Last week’s article (part 1 of 2) explained the enfeebled prospect of the Catholic Church’s upcoming ‘Eucharistic Revival’ bringing about a nationwide awakening and positive change if aberrations and deviations in how the Body of Christ is fundamentally treated are not addressed. Before we spend time and money trying to rouse Catholics’ love and understanding of the Eucharist with the festival-like Eucharistic Revival, we need to fix and/or abolish decades-old irregularities and impious actions that occur at Communion time.
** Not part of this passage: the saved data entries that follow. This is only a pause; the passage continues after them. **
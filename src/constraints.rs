use crate::catalog::CardCatalog;
use crate::models::{ColorIdentity, IssueKind};

/// Returns true if the card's reference price does not exceed the
/// per-card budget. Unknown cards are treated as price 0.
pub fn within_budget(catalog: &dyn CardCatalog, card_name: &str, budget: f64) -> bool {
    let price = catalog
        .lookup(card_name)
        .map(|card| card.reference_price)
        .unwrap_or(0.0);
    price <= budget
}

/// Returns true if the card is legal in the given format.
/// Unknown cards are assumed legal.
pub fn is_legal(catalog: &dyn CardCatalog, card_name: &str, format: &str) -> bool {
    match catalog.lookup(card_name) {
        Some(card) => !card.is_banned_in(format),
        None => true,
    }
}

/// Returns true if the card's colour identity is a subset of the deck's
/// allowed colours (rule 903.5c). Unknown cards always pass.
pub fn color_identity_ok(
    catalog: &dyn CardCatalog,
    card_name: &str,
    allowed_colors: &ColorIdentity,
) -> bool {
    match catalog.lookup(card_name) {
        Some(card) => card.color_identity.is_subset_of(allowed_colors),
        None => true,
    }
}

/// Evaluate one card against all deck constraints.
///
/// Always checks Price, then Format, then Color, and reports every failed
/// check rather than stopping at the first. Pure and total: no input,
/// including an unknown card name, makes this fail.
pub fn check_card(
    catalog: &dyn CardCatalog,
    card_name: &str,
    format: &str,
    budget: f64,
    allowed_colors: &ColorIdentity,
) -> Vec<IssueKind> {
    let mut issues = Vec::new();
    if !within_budget(catalog, card_name, budget) {
        issues.push(IssueKind::Price);
    }
    if !is_legal(catalog, card_name, format) {
        issues.push(IssueKind::Format);
    }
    if !color_identity_ok(catalog, card_name, allowed_colors) {
        issues.push(IssueKind::Color);
    }
    issues
}
//! Clients for external card-data services (Scryfall)

pub mod scryfall;

#[cfg(test)]
mod scryfall_tests;

// Re-exports for public API convenience
#[allow(unused_imports)]
pub use scryfall::{fetch_card_named, load_catalog, ScryfallCard};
Of the four most fundamental acts regarding the preparation for, reception of, and distribution of Communion that need addressing by the Church, the first two acts are how the majority of Catholics show a lack of reverence to the Blessed Sacrament by casually and impiously receiving the sacred host in the hand and while standing. These two actions were discussed in last week’s article. In today’s article, I will be writing about the third and fourth fundamental practices that the Church must overhaul if we are to have an authentic, enduring Eucharistic revival.
One of the decades-old irregularities in how the Body of Christ has been treated involves who actually handles and distributes the Blessed Sacrament. The most fitting ministers to dispense the Eucharist are priests, as their consecrated hands were anointed with sacred chrism oil at their ordination rights. Only priests are allowed to act “in persona Christi” – which means “in the person of Christ” – and called to stand in for Christ Himself during the sacrifice of the Mass. Eventually, deacons were also allowed to be “ordinary ministers” to distribute Eucharist as they too have been ordained.
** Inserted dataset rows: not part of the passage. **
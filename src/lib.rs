pub mod analysis;
pub mod api;
pub mod cache;
pub mod catalog;
pub mod constraints;
pub mod cost;
pub mod error;
pub mod formatters;
pub mod io;
pub mod models;
pub mod pricing;
pub mod replacements;
pub mod roles;

// Re-export commonly used items
pub use analysis::{persona_note, DeckAnalyzer};
pub use cache::{unit_price_cached, PriceCache};
pub use catalog::{CardCatalog, InMemoryCatalog};
pub use constraints::check_card;
pub use cost::cost_to_finish;
pub use error::{EngineError, EngineResult};
pub use formatters::format_report;
pub use io::{read_decklist, read_owned_cards, validate_decklist};
pub use models::{
    CardRecord, Color, ColorIdentity, Constraints, DeckEntry, IssueKind, Report, Role, Suggestion,
    Violation,
};
pub use pricing::{InMemoryPriceFeed, Market, MarketEntry, PriceFeed};
pub use replacements::{default_tiers, recommend, PriceTier};
pub use roles::roles_of;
Using lay ministers to help distribute Communion has only been permitted by the Church for the past 50-some years, and this allowance was supposed to be exclusively for extraordinary circumstances. Your average Catholic assumes that lay persons who administer Communion are called “EM’s” because it stands for “Eucharistic Ministers.” The fact is the “E” stands for “extraordinary,” because the “ordinary ministers” of Holy Communion – bishops/priests/deacons – were purposely set apart by a special sacrament and ordained for this divine task.
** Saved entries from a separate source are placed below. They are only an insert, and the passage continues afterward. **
use serde::{Deserialize, Serialize};
use std::collections::BTreeSet;

/// The five mana colours. Colourless cards carry an empty identity.
#[derive(Debug, Clone, Copy, PartialEq, Eq, PartialOrd, Ord, Serialize, Deserialize)]
pub enum Color {
    W,
    U,
    B,
    R,
    G,
}

impl Color {
    /// Returns the single-letter colour symbol (e.g., "U")
    pub fn as_symbol(&self) -> &'static str {
        match self {
            Color::W => "W",
            Color::U => "U",
            Color::B => "B",
            Color::R => "R",
            Color::G => "G",
        }
    }

    /// Parse a colour symbol (case-insensitive) into a Color
    pub fn from_symbol(s: &str) -> Option<Self> {
        match s.trim().to_uppercase().as_str() {
            "W" => Some(Color::W),
            "U" => Some(Color::U),
            "B" => Some(Color::B),
            "R" => Some(Color::R),
            "G" => Some(Color::G),
            _ => None,
        }
    }

    /// Returns all colours in WUBRG order
    pub fn all() -> &'static [Color] {
        &[Color::W, Color::U, Color::B, Color::R, Color::G]
    }
}

/// A card's colour identity: the set of colour symbols in its cost and
/// rules text. Deck membership is always a subset test against the allowed
/// colours, never an equality test.
#[derive(Debug, Clone, Default, PartialEq, Eq, Serialize, Deserialize)]
pub struct ColorIdentity(BTreeSet<Color>);

impl ColorIdentity {
    pub fn new() -> Self {
        Self::default()
    }

    pub fn colorless() -> Self {
        Self::default()
    }

    /// Build an identity from colour symbols, e.g. `["U", "R"]`.
    /// Unknown symbols are rejected so bad snapshot data surfaces early.
    pub fn from_symbols<'a, I>(symbols: I) -> Result<Self, String>
    where
        I: IntoIterator<Item = &'a str>,
    {
        let mut colors = BTreeSet::new();
        for s in symbols {
            match Color::from_symbol(s) {
                Some(c) => {
                    colors.insert(c);
                }
                None => return Err(s.to_string()),
            }
        }
        Ok(Self(colors))
    }

    pub fn insert(&mut self, color: Color) {
        self.0.insert(color);
    }

    pub fn contains(&self, color: Color) -> bool {
        self.0.contains(&color)
    }

    pub fn is_subset_of(&self, other: &ColorIdentity) -> bool {
        self.0.is_subset(&other.0)
    }

    pub fn is_empty(&self) -> bool {
        self.0.is_empty()
    }

    pub fn iter(&self) -> impl Iterator<Item = Color> + '_ {
        self.0.iter().copied()
    }
}

impl FromIterator<Color> for ColorIdentity {
    fn from_iter<I: IntoIterator<Item = Color>>(iter: I) -> Self {
        Self(iter.into_iter().collect())
    }
}

/// Functional role a card plays in a deck. Replacements must share at
/// least one role with the card they stand in for.
#[derive(Debug, Clone, Copy, PartialEq, Eq, PartialOrd, Ord, Serialize, Deserialize)]
pub enum Role {
    Ramp,
    Draw,
    Removal,
    Fixing,
    Protection,
    Control,
    #[serde(rename = "Combo Piece")]
    ComboPiece,
    Wincon,
    Utility,
}

impl Role {
    /// Returns the display name of the role (e.g., "Ramp", "Combo Piece")
    pub fn as_str(&self) -> &'static str {
        match self {
            Role::Ramp => "Ramp",
            Role::Draw => "Draw",
            Role::Removal => "Removal",
            Role::Fixing => "Fixing",
            Role::Protection => "Protection",
            Role::Control => "Control",
            Role::ComboPiece => "Combo Piece",
            Role::Wincon => "Wincon",
            Role::Utility => "Utility",
        }
    }

    /// Parse a display name into a Role
    pub fn from_name(name: &str) -> Option<Self> {
        match name.trim().to_lowercase().as_str() {
            "ramp" => Some(Role::Ramp),
            "draw" => Some(Role::Draw),
            "removal" => Some(Role::Removal),
            "fixing" => Some(Role::Fixing),
            "protection" => Some(Role::Protection),
            "control" => Some(Role::Control),
            "combo piece" => Some(Role::ComboPiece),
            "wincon" => Some(Role::Wincon),
            "utility" => Some(Role::Utility),
            _ => None,
        }
    }
}

/// Static reference data for one card. Populated once from a catalog
/// source at startup and read-only afterwards.
#[derive(Debug, Clone, Serialize, Deserialize)]
pub struct CardRecord {
    pub name: String,
    pub oracle_id: String,
    #[serde(default)]
    pub color_identity: ColorIdentity,
    /// Cheapest-printing price in the canonical currency (GBP)
    #[serde(default)]
    pub reference_price: f64,
    #[serde(default)]
    pub banned_in: BTreeSet<String>,
    /// Recorded roles in priority order. May be empty in a snapshot;
    /// the role assigner substitutes Utility in that case.
    #[serde(default)]
    pub roles: Vec<Role>,
}

impl CardRecord {
    pub fn is_banned_in(&self, format: &str) -> bool {
        self.banned_in.contains(format)
    }
}

/// One line of a decklist
#[derive(Debug, Clone, PartialEq, Eq, Serialize, Deserialize)]
pub struct DeckEntry {
    pub card_name: String,
    pub quantity: u32,
}

impl DeckEntry {
    pub fn new(card_name: impl Into<String>, quantity: u32) -> Self {
        Self {
            card_name: card_name.into(),
            quantity,
        }
    }
}

/// Deck-level constraints the analysis runs against
#[derive(Debug, Clone)]
pub struct Constraints {
    pub format: String,
    pub budget_per_card: f64,
    pub color_identity: ColorIdentity,
    /// Free-form player persona label, only used for advisory notes
    pub persona: String,
}

/// Kind of constraint a card violates. Evaluation order is fixed:
/// Price, then Format, then Color.
#[derive(Debug, Clone, Copy, PartialEq, Eq, Serialize)]
pub enum IssueKind {
    Price,
    Format,
    Color,
}

impl IssueKind {
    pub fn as_str(&self) -> &'static str {
        match self {
            IssueKind::Price => "Price",
            IssueKind::Format => "Format",
            IssueKind::Color => "Color",
        }
    }
}

/// A proposed replacement for a violating card
#[derive(Debug, Clone, Serialize)]
pub struct Suggestion {
    pub card_name: String,
    pub oracle_id: String,
    /// Label of the price tier the suggestion was accepted into
    pub tier: String,
    /// Rationale, hard-capped at 25 words
    pub reason: String,
    pub price: f64,
    pub roles: Vec<Role>,
}

/// A card that failed one or more constraint checks, with replacements
#[derive(Debug, Clone, Serialize)]
pub struct Violation {
    pub original_card: String,
    pub issue_kinds: Vec<IssueKind>,
    pub replacements: Vec<Suggestion>,
}

/// Full analysis output
#[derive(Debug, Clone, Serialize)]
pub struct Report {
    pub violations: Vec<Violation>,
    pub cost_to_finish_by_market: Vec<crate::pricing::MarketEntry>,
    /// Cheapest market basket; absent when the feed covers no markets
    pub best_basket: Option<crate::pricing::MarketEntry>,
    pub notes: String,
}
Up until this recent time in Church history, lay persons have always been forbidden to touch the Blessed Sacrament since the handling and distributing of Communion by non-ordained persons diminishes respect for the priesthood, places lay persons on the same level as priests, and leads to a loss of faith in the Real Presence. This rejection of tradition to allow lay Eucharistic ministers has been condemned by popes and saints throughout history:
- “To touch the sacred species and to distribute them with their own hands is a privilege of the ordained.”(Pope John Paul II)
- “There is nothing which belongs more to the Church and there is nothing Jesus Christ wanted more closely reserved for its shepherds than the dispensation of the sacraments He instituted.”(Pope Gregory XVI)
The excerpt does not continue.